DD: Started out in an Evenflo Aura, when she outgrew it she moved into a Cosco Alpha Omega Elite RF, but she didn't like it so we moved to a Comfortsport (rethinking that right now). I just found a True Fit on super clearance and she is going to pop into that. It harnesses to 65lbs so this might be the last one







.

Oh forgot to add that she briefly used a Cosco scenera as a backup and vacation seat.


----------



## DahliaRW (Apr 16, 2005)

Well, my kiddos had less options and I've had to buy a few seats per each to keep them safe, but I'll share what I did and what I would do now.

Ds1 started out in an Evenflo Portabout (would NEVER use that brand of infant seat again) and outgrew it around 3 months old. He then moved to the old Evenflo Triumph seat, which he outgrew rearfacing before a year. Seeing that he was about to outgrow it rfing, we bought him a Britax Marathon on clearance. At the time it was pretty much the only convertible that had a tall shell and harnessed past 40lbs (other than the other Britax models, of course). He used that until his little brother was ready to go into a convertible and then we handed that down and bought him a Radian since it had a higher harness height. We later bought a Nautilus for dh's car that he used there as well. Now, he's in a turbobooster.
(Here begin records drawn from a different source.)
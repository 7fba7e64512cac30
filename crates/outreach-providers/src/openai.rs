//! OpenAI-compatible chat completions responder.
//!
//! Works with OpenAI's API and any compatible endpoint. A reply that stopped
//! on the output-token limit (`finish_reason == "length"`) is flagged as
//! truncated so the gateway can ask for a continuation.

use async_trait::async_trait;
use outreach_core::{
    config::ResponderConfig,
    context::{ApiMessage, Context},
    error::OutreachError,
    message::{Reply, ReplyMetadata},
    traits::Responder,
};
use serde::{Deserialize, Serialize};
use std::time::{Duration, Instant};
use tracing::{debug, warn};

/// OpenAI-compatible responder.
pub struct OpenAiResponder {
    client: reqwest::Client,
    base_url: String,
    api_key: String,
    model: String,
    max_tokens: u32,
    temperature: f32,
    timeout: Duration,
}

impl OpenAiResponder {
    pub fn from_config(config: &ResponderConfig) -> Self {
        Self {
            client: reqwest::Client::new(),
            base_url: config.base_url.trim_end_matches('/').to_string(),
            api_key: config.api_key.clone(),
            model: config.model.clone(),
            max_tokens: config.max_tokens,
            temperature: config.temperature,
            timeout: Duration::from_secs(config.timeout_secs),
        }
    }
}

/// Build OpenAI-format messages from context (system as a message role).
pub(crate) fn build_openai_messages(system: &str, api_messages: &[ApiMessage]) -> Vec<ChatMessage> {
    let mut messages = Vec::with_capacity(api_messages.len() + 1);
    if !system.is_empty() {
        messages.push(ChatMessage {
            role: "system".to_string(),
            content: system.to_string(),
        });
    }
    messages.extend(api_messages.iter().map(|m| ChatMessage {
        role: m.role.clone(),
        content: m.content.clone(),
    }));
    messages
}

#[derive(Serialize, Deserialize, Clone)]
pub(crate) struct ChatMessage {
    pub role: String,
    #[serde(default)]
    pub content: String,
}

#[derive(Serialize)]
pub(crate) struct ChatCompletionRequest {
    pub model: String,
    pub messages: Vec<ChatMessage>,
    pub max_tokens: u32,
    pub temperature: f32,
}

#[derive(Deserialize)]
pub(crate) struct ChatCompletionResponse {
    pub choices: Option<Vec<ChatChoice>>,
    pub model: Option<String>,
    pub usage: Option<ChatUsage>,
}

#[derive(Deserialize)]
pub(crate) struct ChatChoice {
    pub message: Option<ChatMessage>,
    pub finish_reason: Option<String>,
}

#[derive(Deserialize)]
pub(crate) struct ChatUsage {
    pub total_tokens: Option<u64>,
}

#[async_trait]
impl Responder for OpenAiResponder {
    fn name(&self) -> &str {
        "openai"
    }

    async fn generate_reply(&self, context: &Context) -> Result<Reply, OutreachError> {
        if self.api_key.is_empty() {
            return Err(OutreachError::Responder("openai: no API key configured".into()));
        }

        let (system, api_messages) = context.to_api_messages();
        let start = Instant::now();

        let body = ChatCompletionRequest {
            model: self.model.clone(),
            messages: build_openai_messages(&system, &api_messages),
            max_tokens: self.max_tokens,
            temperature: self.temperature,
        };

        let url = format!("{}/chat/completions", self.base_url);
        debug!("openai: POST {url} model={}", self.model);

        let resp = self
            .client
            .post(&url)
            .header("Authorization", format!("Bearer {}", self.api_key))
            .timeout(self.timeout)
            .json(&body)
            .send()
            .await
            .map_err(|e| OutreachError::Responder(format!("openai request failed: {e}")))?;

        if !resp.status().is_success() {
            let status = resp.status();
            let text = resp.text().await.unwrap_or_default();
            return Err(OutreachError::Responder(format!(
                "openai returned {status}: {text}"
            )));
        }

        let parsed: ChatCompletionResponse = resp.json().await.map_err(|e| {
            OutreachError::Responder(format!("openai: failed to parse response: {e}"))
        })?;

        let choice = parsed
            .choices
            .as_ref()
            .and_then(|c| c.first())
            .ok_or_else(|| OutreachError::Responder("openai: response has no choices".into()))?;

        let text = choice
            .message
            .as_ref()
            .map(|m| m.content.trim().to_string())
            .unwrap_or_default();
        if text.is_empty() {
            return Err(OutreachError::Responder("openai: empty reply".into()));
        }

        let truncated = choice.finish_reason.as_deref() == Some("length");
        if truncated {
            debug!("openai: reply hit max_tokens ({})", self.max_tokens);
        }

        Ok(Reply {
            text,
            truncated,
            metadata: ReplyMetadata {
                provider_used: "openai".to_string(),
                tokens_used: parsed.usage.as_ref().and_then(|u| u.total_tokens),
                processing_time_ms: start.elapsed().as_millis() as u64,
                model: parsed.model.clone(),
            },
        })
    }

    async fn is_available(&self) -> bool {
        if self.api_key.is_empty() {
            warn!("openai: no API key configured");
            return false;
        }
        let url = format!("{}/models", self.base_url);
        match self
            .client
            .get(&url)
            .header("Authorization", format!("Bearer {}", self.api_key))
            .timeout(self.timeout)
            .send()
            .await
        {
            Ok(resp) => resp.status().is_success(),
            Err(e) => {
                warn!("openai not available: {e}");
                false
            }
        }
    }
}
Ds2 started out in a hand me down Graco Snugride which he outgrew before 3 months. We then put him in the Marathon we had bought for ds1. When we decided to move seats to dh's car, we put him in the Radian (rfing) that had been ds1's. Then, he got really close to outgrowing that rfing by weight (I have a 33lb model) and we had recline issues with it in my van, so we bought a Complete Air.

Dd started in a SafeSeat1 that I got on clearance after the SR32s were out. In May, when I'm giving that seat to my sister to use with my new neice or nephew, I'm moving dd to the radian which I bought a new cover for. She'll stay rfing in that until she either outgrows it, it had recline issues as she gets taller/heavier, or if I need the extra harness height for ds2. If any of those happen, she'll move to the CA.

At some point, when ds2 is old/mature enough for a booster we'll probably hand down the TB to him and buy a backless for ds1 since he'll probably be at least 8 by then. I figure we'll have to buy a new booster for dd when she gets to booster age.

Now, going on seats we have today, I would do one of the following combinations:

Infant Bucket/Complete Air/Booster
True Fit/Booster
Radian/Booster
Scenera/Nautilus
MyRide/Booster(hopefully) or Nautilus


----------



## mamasthree (Jul 15, 2006)

DD3--Chicco Keyfit from birth to about 9 months, Marathon RF to about 18 mos. (didn't know about ERF, thought I was doing great RF to that age!), Marathon FF (current seat) getting ready to move her to our new Radian XT that is on the way! We may try RF her, but probably FF since she is over 3 and has been FF for so long.

DD4--Chicco Keyfit from birth to about 7 months (she still fits in it at 1 year, and my mom uses it on the rare occasion she takes DD4 anywhere), Roundabout RF (current seat, about to outgrow it RF by height), about to go into DD3's Marathon RF.


----------



## urchin_grey (Sep 26, 2006)

Well, I wasn't always a carseat geek and I didn't know about ERF'ing until DS was 2, so I wouldn't recommend this set-up. LOL

-DS started out in a Graco Snugride.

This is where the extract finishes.